Each offering offered in the land was to contain a grain offering. All grain offerings were to contain salt, so all offerings were to include salt, oil, and incense.
“Every grain offering you bring to Yahweh must be made without yeast, for you are not to burn any yeast or honey in an offering made to Yahweh by fire. You may bring them to Yahweh as an offering of the firstfruits, but they are not to be offered on the altar as a pleasing aroma. Season all your grain offerings with salt. Do not leave the salt of the covenant of your God out of your grain offerings; add salt to all your offerings. (Leviticus 2:11-13)

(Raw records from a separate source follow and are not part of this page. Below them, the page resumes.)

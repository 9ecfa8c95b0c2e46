//! The base module contains the infrastructure shared by the stages of the front end.

pub mod position;

mod error;
#[doc(inline)]
pub use error::{Error, Result};

mod diagnostic;
pub use diagnostic::{Handler, PrintHandler, SilentHandler, VoidHandler};

mod file_provider;
pub use file_provider::{FileProvider, FsProvider};

pub mod log;
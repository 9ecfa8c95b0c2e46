//! The lexical module is responsible for converting raw bytes into a stream of tokens that a parser can understand.

pub mod cursor;

pub mod lexer;

pub mod token_stream;

pub mod token;

mod error;
pub use error::{Error, ErrorKind, Literal};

Jesus indicated that men could be salt if they are insulted and persecuted falsely.
“Blessed are you when people insult you, persecute you and falsely say all kinds of evil against you because of me. Rejoice and be glad, because great is your reward in heaven, for in the same way they persecuted the prophets who were before you. “You are the salt of the earth. But if the salt loses its saltiness, how can it be made salty again? It is no longer good for anything, except to be thrown out and trampled by men. (Matthew 5:11-13)

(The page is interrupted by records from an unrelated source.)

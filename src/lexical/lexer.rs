//! Contains the [`Lexer`] that turns a byte stream into [`Token`]s.

use std::{io::BufRead, str::FromStr, sync::Arc};

use crate::base::position::Position;

use super::{
    cursor::Cursor,
    error::{ErrorKind, Literal},
    token::{KeywordKind, Token, TokenKind},
    Error,
};

/// Stateful scanner producing one token per [`Lexer::scan`] call.
///
/// Scanning stops at the first error, there is no resynchronization. Running out of input is
/// reported as an [`ErrorKind::EndOfInput`] error.
#[derive(Debug)]
pub struct Lexer<R> {
    cursor: Cursor<R>,
    previous_token: Option<Token>,
    current_token: Option<Token>,
}

impl<R: BufRead> Lexer<R> {
    /// Creates a lexer over `reader`. The `file_name` is only used in positions.
    pub fn new(reader: R, file_name: impl Into<Arc<str>>) -> Self {
        Self {
            cursor: Cursor::new(reader, Position::start(file_name)),
            previous_token: None,
            current_token: None,
        }
    }

    /// Get the position of the next unread byte.
    #[must_use]
    pub fn position(&self) -> &Position {
        self.cursor.position()
    }

    /// Get the token returned by the call to [`Lexer::scan`] before the last one.
    #[must_use]
    pub fn previous_token(&self) -> Option<&Token> {
        self.previous_token.as_ref()
    }

    /// Get the token returned by the last call to [`Lexer::scan`].
    #[must_use]
    pub fn current_token(&self) -> Option<&Token> {
        self.current_token.as_ref()
    }

    /// Scans the next token, skipping whitespace and comments.
    ///
    /// # Errors
    /// - [`ErrorKind::EndOfInput`] - The input is exhausted.
    /// - Any other [`ErrorKind`] - The input is not lexically valid at the reported position.
    pub fn scan(&mut self) -> Result<Token, Error> {
        self.previous_token = self.current_token.take();

        let token = self.scan_token()?;
        tracing::trace!(kind = %token.kind, position = %token.position, "scanned token");

        self.current_token = Some(token.clone());
        Ok(token)
    }

    fn scan_token(&mut self) -> Result<Token, Error> {
        loop {
            let start = self.cursor.position().clone();
            let Some(byte) = self.cursor.advance()? else {
                return Err(Error::new(start, ErrorKind::EndOfInput));
            };

            let kind = match byte {
                b'\n' => {
                    self.cursor.new_line();
                    continue;
                }
                b' ' | b'\t' | b'\r' => continue,
                b'-' => {
                    if self.cursor.eat(b'-')? {
                        self.skip_comment()?;
                        continue;
                    }
                    self.one_or_two(b'=', TokenKind::Minus, TokenKind::MinusAssign)?
                }
                b'+' => self.one_or_two(b'=', TokenKind::Plus, TokenKind::PlusAssign)?,
                b'=' => self.one_or_two(b'=', TokenKind::Assign, TokenKind::Eq)?,
                b'>' => self.one_or_two(b'=', TokenKind::Gt, TokenKind::Gte)?,
                b'<' => self.one_or_two(b'=', TokenKind::Lt, TokenKind::Lte)?,
                b'.' => self.one_or_two(b'.', TokenKind::Dot, TokenKind::Concat)?,
                b'~' => {
                    if !self.cursor.eat(b'=')? {
                        return Err(Error::new(start, ErrorKind::UnknownToken(byte)));
                    }
                    TokenKind::Ne
                }
                b'(' => TokenKind::LeftParen,
                b')' => TokenKind::RightParen,
                b',' => TokenKind::Comma,
                b':' => TokenKind::Colon,
                b'{' => TokenKind::OpenBrace,
                b'}' => TokenKind::CloseBrace,
                b']' => TokenKind::RightBracket,
                b'#' => TokenKind::Pound,
                b'[' => match self.cursor.peek()? {
                    Some(b'[' | b'=') => return self.long_string(),
                    _ => TokenKind::LeftBracket,
                },
                b'\'' | b'"' => return self.quoted_string(byte),
                b'0'..=b'9' => return self.number(start, byte),
                b'a'..=b'z' | b'A'..=b'Z' | b'_' => return self.identifier_or_keyword(start, byte),
                _ => return Err(Error::new(start, ErrorKind::UnknownToken(byte))),
            };

            return Ok(Token::new(start, kind, String::new()));
        }
    }

    /// Picks `double` if the next byte is `second`, consuming it.
    fn one_or_two(
        &mut self,
        second: u8,
        single: TokenKind,
        double: TokenKind,
    ) -> Result<TokenKind, Error> {
        Ok(if self.cursor.eat(second)? {
            double
        } else {
            single
        })
    }

    /// Skips a comment whose leading `--` was already consumed.
    fn skip_comment(&mut self) -> Result<(), Error> {
        if self.cursor.eat(b'[')? {
            if let Some(level) = self.long_bracket_level()? {
                self.long_bracket_body(level, Literal::LongComment, None)?;
                tracing::trace!(level, position = %self.cursor.position(), "skipped long comment");
                return Ok(());
            }
        }

        // the newline itself is left to the caller
        while let Some(byte) = self.cursor.peek()? {
            if byte == b'\n' {
                break;
            }
            self.cursor.advance()?;
        }

        Ok(())
    }

    /// Reads the `=` run and the second `[` of a long bracket whose first `[` was consumed.
    ///
    /// Returns the level, or `None` if the second `[` is missing.
    fn long_bracket_level(&mut self) -> Result<Option<usize>, Error> {
        let mut level = 0;
        while self.cursor.eat(b'=')? {
            level += 1;
        }

        Ok(self.cursor.eat(b'[')?.then_some(level))
    }

    /// Consumes a long bracket body up to and including the closer of the given level.
    ///
    /// The body is appended to `body` if given.
    fn long_bracket_body(
        &mut self,
        level: usize,
        literal: Literal,
        mut body: Option<&mut Vec<u8>>,
    ) -> Result<(), Error> {
        loop {
            let Some(byte) = self.cursor.advance()? else {
                return Err(Error::new(
                    self.cursor.position().clone(),
                    ErrorKind::UnterminatedLiteral(literal),
                ));
            };

            if byte == b']' {
                let mut run = 0;
                while self.cursor.eat(b'=')? {
                    run += 1;
                }

                if run == level && self.cursor.eat(b']')? {
                    return Ok(());
                }

                // not a closer, a following `]` may still start one
                if let Some(body) = body.as_deref_mut() {
                    body.push(b']');
                    body.resize(body.len() + run, b'=');
                }
                continue;
            }

            if byte == b'\n' {
                self.cursor.new_line();
            }
            if let Some(body) = body.as_deref_mut() {
                body.push(byte);
            }
        }
    }

    /// Scans a long-bracket string whose first `[` was consumed.
    fn long_string(&mut self) -> Result<Token, Error> {
        let Some(level) = self.long_bracket_level()? else {
            return Err(Error::new(
                self.cursor.position().clone(),
                ErrorKind::MalformedLongBracket,
            ));
        };

        // a newline right after the opener is not part of the string
        if self.cursor.eat(b'\n')? {
            self.cursor.new_line();
        }

        let mut body = Vec::new();
        self.long_bracket_body(level, Literal::LongString, Some(&mut body))?;

        Ok(Token::new(
            self.cursor.position().clone(),
            TokenKind::String,
            String::from_utf8_lossy(&body).into_owned(),
        ))
    }

    /// Scans a string delimited by `quote`, decoding escape sequences.
    fn quoted_string(&mut self, quote: u8) -> Result<Token, Error> {
        let mut text = Vec::new();

        loop {
            let here = self.cursor.position().clone();
            let Some(byte) = self.cursor.advance()? else {
                return Err(Error::new(
                    here,
                    ErrorKind::UnterminatedLiteral(Literal::QuotedString),
                ));
            };

            match byte {
                b'\\' => text.push(self.escape_sequence()?),
                b'\n' => {
                    self.cursor.new_line();
                    return Err(Error::new(here, ErrorKind::UnescapedNewline));
                }
                _ if byte == quote => break,
                _ => text.push(byte),
            }
        }

        Ok(Token::new(
            self.cursor.position().clone(),
            TokenKind::String,
            String::from_utf8_lossy(&text).into_owned(),
        ))
    }

    /// Decodes the escape sequence following a consumed `\`.
    fn escape_sequence(&mut self) -> Result<u8, Error> {
        let here = self.cursor.position().clone();
        let Some(byte) = self.cursor.advance()? else {
            return Err(Error::new(
                here,
                ErrorKind::UnterminatedLiteral(Literal::QuotedString),
            ));
        };

        let decoded = match byte {
            b'\\' | b'"' | b'\'' => byte,
            b'a' => 0x07,
            b'b' => 0x08,
            b'f' => 0x0c,
            b'n' => b'\n',
            b'r' => b'\r',
            b't' => b'\t',
            b'v' => 0x0b,
            b'0' => 0x00,
            b'\n' => {
                self.cursor.new_line();
                b'\n'
            }
            _ => return Err(Error::new(here, ErrorKind::InvalidEscape(byte))),
        };

        Ok(decoded)
    }

    /// Scans a run of decimal digits.
    fn number(&mut self, start: Position, first: u8) -> Result<Token, Error> {
        let text = self.take_while(first, |byte| byte.is_ascii_digit())?;

        Ok(Token::new(start, TokenKind::Number, text))
    }

    /// Scans a name and checks it against the reserved words.
    fn identifier_or_keyword(&mut self, start: Position, first: u8) -> Result<Token, Error> {
        let word = self.take_while(first, |byte| byte.is_ascii_alphanumeric() || byte == b'_')?;

        Ok(match KeywordKind::from_str(&word) {
            Ok(keyword) => Token::new(start, TokenKind::Keyword(keyword), String::new()),
            Err(_) => Token::new(start, TokenKind::Identifier, word),
        })
    }

    /// Collects `first` and the following bytes matching `predicate`.
    ///
    /// Only ever called with ASCII predicates, so the result is valid UTF-8.
    fn take_while(&mut self, first: u8, predicate: impl Fn(u8) -> bool) -> Result<String, Error> {
        let mut text = String::from(char::from(first));

        while let Some(byte) = self.cursor.peek()? {
            if !predicate(byte) {
                break;
            }
            self.cursor.advance()?;
            text.push(char::from(byte));
        }

        Ok(text)
    }
}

So where Jesus was insulted and falsely persecuted on the cross, he was salted. Physically both his sweat and blood with which He as liberally covered contained salt. There probably should not be a paragraph mark before Matthew 5:13.

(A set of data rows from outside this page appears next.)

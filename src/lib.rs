//! Lexical analysis for a Lua dialect.
//!
//! The dialect extends the usual Lua keywords with `require` and adds the `+=` and `-=`
//! operators. The [`Lexer`](lexical::lexer::Lexer) produces one token per call and stops at the
//! first lexical error.

#![deny(
    missing_debug_implementations,
    missing_copy_implementations,
    clippy::nursery,
    rustdoc::broken_intra_doc_links,
    clippy::missing_errors_doc
)]
#![warn(missing_docs, clippy::all, clippy::pedantic)]
#![allow(clippy::missing_panics_doc, clippy::missing_const_for_fn)]

pub mod base;
pub mod lexical;

use std::path::Path;

use base::{FileProvider, Handler, Result};

use crate::lexical::{lexer::Lexer, token_stream::TokenStream};

/// Converts the source file at the given path to tokens.
///
/// # Errors
/// - If an error occurs while reading the file.
/// - If the source code is not lexically valid. The error is also passed to the handler.
pub fn tokenize(
    handler: &impl Handler<base::Error>,
    provider: &impl FileProvider,
    path: &Path,
) -> Result<TokenStream> {
    tracing::debug!("Tokenizing the source code at path: {}", path.display());

    let source = provider.read_bytes(path)?;
    let mut lexer = Lexer::new(&source[..], path.display().to_string());

    TokenStream::tokenize(&mut lexer).map_err(|err| {
        handler.receive(base::Error::from(err.clone()));
        base::Error::from(err)
    })
}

Those who passed by hurled insults at him, shaking their heads And saying, “You who are going to destroy the temple and build it in three days, save yourself! Come down from the cross, if you are the Son of God!” In the same way the chief priests, the teachers of the law and the elders mocked him. “He saved others,” they said, “but he can’t save himself! He’s the King of Israel! Let him come down now from the cross, and we will believe in him. He trusts in God. Let God rescue him now if he wants him, for he said, ‘I am the Son of God.’” In the same way the robbers who were crucified with him also heaped insults on him. (Matthew 27:39-44)
Jesus did include oil offering because Mary in Bethany anointed Jesus with a pound of oil
Both incense and perfume are the work of a perfumer (Exod. 30:25, 35; 37:29). The perfumed oil that was poured on Jesus’ head probably contained the incense required for a grain offering.
Nearly all offerings were to have the fat covering the inner parts (that is in the gut) and the kidneys offered on the altar and consumed by fire.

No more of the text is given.